スレイトンはルシールとの再調査を通じてレオの無実を確信した。しかし、レオを絞首刑にしなければ南部の人々の怒りは収まらないことは間違いない。判決を変更すれば順風満帆だったスレイトン自身のキャリアにも傷が付くだろう。それでも彼は自分自身の正義に従い、レオを絞首刑から終身刑に減刑することを決定した。
レオは服役のため別の刑務所に移された。久しぶりに面会したルシールはレオの首にけががあることに驚く。レオはシャワー中にカミソリで首を切りつけられたが一命はとりとめたことを話した。ルシールは所長や看守に賄賂を渡し、刑務所内でレオとピクニックをした。ほとぼりが冷めればきっと釈放されるに違いないと喜びを分かち合う2人。外が暗くなるころ、次の日曜日にまた来ると言いながらルシールは刑務所を後にした。
その夜、南軍の生き残り兵やメアリーの親友フランキーらがレオを刑務所から拉致した。そしてレオを木の下に連行すると、今からで執行されなかった絞首刑を行うと宣言する。ただしレオが自分が殺したことを謝れば許すと伝えた。しかしレオはメアリー殺害を最後まで否定し、これは神によって与えられた試練であると語った。そして最後に自分の結婚指輪をルシールに渡して欲しいと託した。ついにレオは南部の人間に「処刑」された。
新聞記者のブリットがルシールを訪ねてきた。何者かが彼にルシール宛ての封筒を手渡してきたというのである。ルシールが封を開けると中にはレオの結婚指輪が入っていた。

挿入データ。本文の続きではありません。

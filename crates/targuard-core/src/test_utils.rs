//! Test utilities for building in-memory tar archives.
//!
//! Used by this crate's tests, benches and by the CLI tests. The raw-name
//! methods write member names straight into the header, so archives with
//! `../` or absolute member paths (which `tar::Builder` refuses to produce)
//! can be built for security tests.
//!
//! # Panics
//!
//! All functions in this module may panic on I/O errors since they are
//! designed for test use only where panics are acceptable.

#![allow(clippy::unwrap_used, clippy::missing_panics_doc)]

use std::io::Write;

use tar::EntryType;

/// Gzip-compresses `data`.
fn gzip(data: &[u8]) -> Vec<u8> {
    let mut encoder = flate2::write::GzEncoder::new(Vec::new(), flate2::Compression::default());
    encoder.write_all(data).unwrap();
    encoder.finish().unwrap()
}

/// Builder for tar test archives with various member types.
///
/// # Examples
///
/// ```
/// use targuard_core::test_utils::TarTestBuilder;
///
/// let tar_data = TarTestBuilder::new()
///     .add_file("file.txt", b"content")
///     .add_directory("dir/")
///     .add_symlink("link", "file.txt")
///     .add_raw_file("../escape.txt", b"malicious")
///     .build_gz();
/// ```
pub struct TarTestBuilder {
    builder: tar::Builder<Vec<u8>>,
}

impl TarTestBuilder {
    /// Creates a new tar test builder.
    #[must_use]
    pub fn new() -> Self {
        Self {
            builder: tar::Builder::new(Vec::new()),
        }
    }

    /// Adds a regular file.
    #[must_use]
    pub fn add_file(self, path: &str, data: &[u8]) -> Self {
        self.add_file_with_mode(path, data, 0o644)
    }

    /// Adds a regular file with custom mode.
    #[must_use]
    pub fn add_file_with_mode(mut self, path: &str, data: &[u8], mode: u32) -> Self {
        let mut header = tar::Header::new_gnu();
        header.set_size(data.len() as u64);
        header.set_mode(mode);
        header.set_cksum();
        self.builder.append_data(&mut header, path, data).unwrap();
        self
    }

    /// Adds a directory.
    #[must_use]
    pub fn add_directory(self, path: &str) -> Self {
        self.add_directory_with_mode(path, 0o755)
    }

    /// Adds a directory with custom mode.
    #[must_use]
    pub fn add_directory_with_mode(mut self, path: &str, mode: u32) -> Self {
        let mut header = tar::Header::new_gnu();
        header.set_size(0);
        header.set_mode(mode);
        header.set_entry_type(EntryType::Directory);
        header.set_cksum();
        self.builder
            .append_data(&mut header, path, std::io::empty())
            .unwrap();
        self
    }

    /// Adds a symlink. The target is stored verbatim and may be absolute or
    /// contain `..`.
    #[must_use]
    pub fn add_symlink(self, path: &str, target: &str) -> Self {
        self.add_raw(path, EntryType::Symlink, 0o777, Some(target), &[])
    }

    /// Adds a hardlink. The target is stored verbatim.
    #[must_use]
    pub fn add_hardlink(self, path: &str, target: &str) -> Self {
        self.add_raw(path, EntryType::Link, 0o644, Some(target), &[])
    }

    /// Adds a fifo (a member type that is never extracted).
    #[must_use]
    pub fn add_fifo(self, path: &str) -> Self {
        self.add_raw(path, EntryType::Fifo, 0o644, None, &[])
    }

    /// Adds a regular file whose name is written into the header unchecked,
    /// e.g. `../escape.txt` or `/etc/passwd`.
    #[must_use]
    pub fn add_raw_file(self, name: &str, data: &[u8]) -> Self {
        self.add_raw(name, EntryType::Regular, 0o644, None, data)
    }

    /// Adds a directory whose name is written into the header unchecked.
    #[must_use]
    pub fn add_raw_directory(self, name: &str) -> Self {
        self.add_raw(name, EntryType::Directory, 0o755, None, &[])
    }

    fn add_raw(
        mut self,
        name: &str,
        entry_type: EntryType,
        mode: u32,
        link: Option<&str>,
        data: &[u8],
    ) -> Self {
        let mut header = tar::Header::new_gnu();
        {
            let old = header.as_old_mut();
            copy_field(&mut old.name, name);
            if let Some(link) = link {
                copy_field(&mut old.linkname, link);
            }
        }
        header.set_entry_type(entry_type);
        header.set_size(data.len() as u64);
        header.set_mode(mode);
        header.set_cksum();
        self.builder.append(&header, data).unwrap();
        self
    }

    /// Returns the uncompressed tar bytes.
    #[must_use]
    pub fn build(self) -> Vec<u8> {
        self.builder.into_inner().unwrap()
    }

    /// Returns the archive compressed with gzip.
    #[must_use]
    pub fn build_gz(self) -> Vec<u8> {
        gzip(&self.build())
    }
}

impl Default for TarTestBuilder {
    fn default() -> Self {
        Self::new()
    }
}

fn copy_field(field: &mut [u8; 100], value: &str) {
    let bytes = value.as_bytes();
    assert!(bytes.len() < field.len(), "raw tar name too long: {value}");
    field.fill(0);
    field[..bytes.len()].copy_from_slice(bytes);
}

#[cfg(test)]
mod tests {
    use super::*;

    #[test]
    fn test_raw_name_survives() {
        let data = TarTestBuilder::new()
            .add_raw_file("../../etc/passwd", b"x")
            .build();
        let mut archive = tar::Archive::new(data.as_slice());
        let entry = archive.entries().unwrap().next().unwrap().unwrap();
        assert_eq!(
            entry.path().unwrap().to_str().unwrap(),
            "../../etc/passwd"
        );
    }

    #[test]
    fn test_build_gz_has_magic() {
        let data = TarTestBuilder::new().add_file("a", b"b").build_gz();
        assert_eq!(&data[..2], &[0x1f, 0x8b]);
    }
}
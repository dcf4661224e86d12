//! Step execution.

use anyhow::Context;
use anyhow::Result;
use anyhow::bail;
use std::fs;
use std::io;
use std::path::Path;
use std::path::PathBuf;
use std::process::Command;
use std::process::Stdio;
use targuard_core::DestDir;
use targuard_core::ExtractConfig;
use targuard_core::extract_bytes;
use tracing::debug;
use tracing::info;

use super::Step;
use super::pattern;
use super::resolve;
use super::resolve_dir_for_write;
use super::resolve_for_write;
use crate::error::add_archive_context;
use crate::fetch::FetchConfig;
use crate::fetch::fetch_archive;

/// Everything a step needs besides its own fields.
#[derive(Debug, Clone)]
pub struct StepContext {
    pub root: DestDir,
    pub fetch: FetchConfig,
    pub extract: ExtractConfig,
}

impl StepContext {
    pub fn new(root: DestDir) -> Self {
        Self {
            root,
            fetch: FetchConfig::default(),
            extract: ExtractConfig::default(),
        }
    }
}

/// Executes one step against the manifest root.
///
/// # Errors
///
/// Returns an error if the step fails; the caller stops the scenario.
pub fn execute(step: &Step, ctx: &StepContext) -> Result<()> {
    match step {
        Step::Clean { paths, patterns } => clean(ctx, paths, patterns),
        Step::Fetch { url, into } => fetch(ctx, url, into),
        Step::MoveContents { from, to } => move_contents(ctx, from, to),
        Step::Run { program, args, cwd } => run(ctx, program, args, cwd.as_deref()),
        Step::Expect { paths } => expect(ctx, paths),
    }
}

fn clean(ctx: &StepContext, paths: &[PathBuf], patterns: &[String]) -> Result<()> {
    let mut targets = Vec::new();
    for path in paths {
        let target = resolve_for_write(&ctx.root, path)?;
        if target == ctx.root.as_path() {
            bail!("refusing to remove the pipeline root");
        }
        targets.push(target);
    }
    for pat in patterns {
        targets.extend(pattern::expand(&ctx.root, pat)?);
    }

    let mut removed = 0;
    for target in &targets {
        if remove_path(target)? {
            removed += 1;
        }
    }

    info!("Cleaned {removed} of {} paths", targets.len());
    Ok(())
}

/// Removes a file, symlink, or directory tree. Returns `false` if nothing
/// was there. Symlinks are unlinked, never followed.
fn remove_path(path: &Path) -> Result<bool> {
    let metadata = match fs::symlink_metadata(path) {
        Ok(metadata) => metadata,
        Err(e) if e.kind() == io::ErrorKind::NotFound => return Ok(false),
        Err(e) => return Err(e).with_context(|| format!("failed to stat {}", path.display())),
    };

    let result = if metadata.is_dir() {
        fs::remove_dir_all(path)
    } else {
        fs::remove_file(path)
    };
    result.with_context(|| format!("failed to remove {}", path.display()))?;

    debug!("Removed {}", path.display());
    Ok(true)
}

fn fetch(ctx: &StepContext, url: &str, into: &Path) -> Result<()> {
    let dest = resolve_dir_for_write(&ctx.root, into)?;
    let body = fetch_archive(url, &ctx.fetch)?;
    let report = add_archive_context(extract_bytes(body, &dest, &ctx.extract), url)?;

    info!(
        "Extracted {} files from {url} into {}",
        report.files_extracted,
        dest.display()
    );
    Ok(())
}

fn move_contents(ctx: &StepContext, from: &Path, to: &Path) -> Result<()> {
    let source = resolve_dir_for_write(&ctx.root, from)?;
    let target = resolve_dir_for_write(&ctx.root, to)?;

    let entries = fs::read_dir(&source)
        .with_context(|| format!("failed to read directory {}", source.display()))?;
    fs::create_dir_all(&target)
        .with_context(|| format!("failed to create directory {}", target.display()))?;

    let mut moved = 0;
    for entry in entries {
        let entry = entry?;
        let destination = target.join(entry.file_name());
        if fs::symlink_metadata(&destination).is_ok() {
            bail!("{} already exists", destination.display());
        }
        fs::rename(entry.path(), &destination).with_context(|| {
            format!(
                "failed to move {} to {}",
                entry.path().display(),
                destination.display()
            )
        })?;
        moved += 1;
    }

    info!(
        "Moved {moved} entries from {} to {}",
        source.display(),
        target.display()
    );
    Ok(())
}

fn run(ctx: &StepContext, program: &str, args: &[String], cwd: Option<&Path>) -> Result<()> {
    let dir = resolve(&ctx.root, cwd.unwrap_or_else(|| Path::new("")))?;
    let command_line = std::iter::once(program)
        .chain(args.iter().map(String::as_str))
        .collect::<Vec<_>>()
        .join(" ");

    info!("Running `{command_line}` in {}", dir.display());
    // Child stdout goes to stderr so our own stdout stays parseable.
    let status = Command::new(program)
        .args(args)
        .current_dir(&dir)
        .stdin(Stdio::null())
        .stdout(io::stderr())
        .status()
        .with_context(|| format!("failed to start `{command_line}`"))?;

    if !status.success() {
        bail!("`{command_line}` exited with {status}");
    }
    Ok(())
}

fn expect(ctx: &StepContext, paths: &[PathBuf]) -> Result<()> {
    let mut missing = Vec::new();
    for path in paths {
        let full = resolve(&ctx.root, path)?;
        if !full.try_exists().unwrap_or(false) {
            missing.push(path.display().to_string());
        }
    }

    if !missing.is_empty() {
        bail!("missing expected paths: {}", missing.join(", "));
    }
    debug!("All {} expected paths present", paths.len());
    Ok(())
}
//! Extraction policy configuration.

/// Link member types that may be extracted.
///
/// Allowed links are still validated: a symlink or hardlink whose target
/// resolves outside the destination is always rejected.
#[derive(Debug, Clone, Copy, PartialEq, Eq)]
pub struct AllowedMembers {
    /// Extract symbolic link members.
    pub symlinks: bool,

    /// Extract hard link members.
    pub hardlinks: bool,
}

impl Default for AllowedMembers {
    fn default() -> Self {
        Self {
            symlinks: true,
            hardlinks: true,
        }
    }
}

/// Extraction policy.
///
/// The defaults mirror what a plain `tar -xzf` produces for a well-formed
/// archive: links are recreated, permission bits are kept, existing files
/// are replaced.
///
/// # Examples
///
/// ```
/// use targuard_core::ExtractConfig;
///
/// let config = ExtractConfig::default();
/// assert!(config.preserve_permissions);
///
/// let strict = ExtractConfig::strict();
/// assert!(!strict.allowed.symlinks);
/// ```
#[derive(Debug, Clone, PartialEq, Eq)]
pub struct ExtractConfig {
    /// Link member types that may be extracted.
    pub allowed: AllowedMembers,

    /// Apply the archive's permission bits (`mode & 0o777`) on Unix.
    pub preserve_permissions: bool,

    /// Replace files that already exist in the destination.
    ///
    /// When `false`, a member that collides with an existing non-directory
    /// entry fails the scan with `io::ErrorKind::AlreadyExists`.
    pub overwrite: bool,
}

impl Default for ExtractConfig {
    fn default() -> Self {
        Self {
            allowed: AllowedMembers::default(),
            preserve_permissions: true,
            overwrite: true,
        }
    }
}

impl ExtractConfig {
    /// Creates a configuration that refuses every link member.
    #[must_use]
    pub fn strict() -> Self {
        Self {
            allowed: AllowedMembers {
                symlinks: false,
                hardlinks: false,
            },
            ..Default::default()
        }
    }
}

また南軍戦没者追悼記念日がやってきた。しかし、そこにはレオの姿はない。ルシールは一人パレードを見つめていた。
<感想>
実際にアメリカであった冤罪事件を題材にしており、観終わった後に心にずっしりと重しが残るような内容です。気になる方は「レオ・フランク事件」で検索してみてください。理不尽すぎて、神様はなぜレオにここまでの試練を与えたのかとやるせない気持ちでいっぱいになります。しかし、そんな事件を題材にしたミュージカルにもかかわらず振り返ってみると作品自体にそれほど暗い印象はありません。むしろ流れるように進んでいき、気付いたらエンディングを迎えていました。きっと実際のレオもこんな風に気付いたら殺人犯として裁かれていたのでしょう。そしてこのように感じたのは楽曲の影響が大きいと思います。拍手する間もないくらい間髪入れずに次から次へと曲が流れていくのです。これが主人公レオの意思に反して彼の運命が変わっていく様を描いているようでした。我慢できずに曲が終わったタイミングで拍手を入れている方もちらほらいましたが、今回は劇中の拍手はしない方が作品の流れを切らずに楽しめると思います。曲調も内容に反して明るいものも多いのですが、それがむしろしっくりきました。ネットの世界ではよく「祭り」と呼んだりしますが、一人の人を集団で追い詰めるときって何かお祭りのような明るい感じ、ありますよね。演出に関しては工夫されている点が多く、ストレートプレイを数多く手掛ける森新太郎さんならではでした。印象に残っているのは冒頭の戦没者追悼記念パレードのシーンで大量に降ってくるカラフルな紙吹雪。最初はこのパレードの雰囲気を出すためだけに使用するのかと思っていましたが、最後まで舞台上は紙吹雪で埋め尽くされていました。このただの紙吹雪が場面によって雰囲気が大きく変わるのには驚きました。例えばメアリーの遺体を地下室に探しにいくシーン。遺体の入った袋にスポットライトが当たり、影のようになった紙吹雪が少し不気味な様子をうまく表現していました。また、最後のレオとルシールのデュエットでレオがルシールに膝枕をしてもらった状態で歌うのも面白いと思います。横になって歌うなんてミュージカルでは珍しいですよね。ミュージカル中心の演出家さんだとなかなか出てこない発想だと感じました。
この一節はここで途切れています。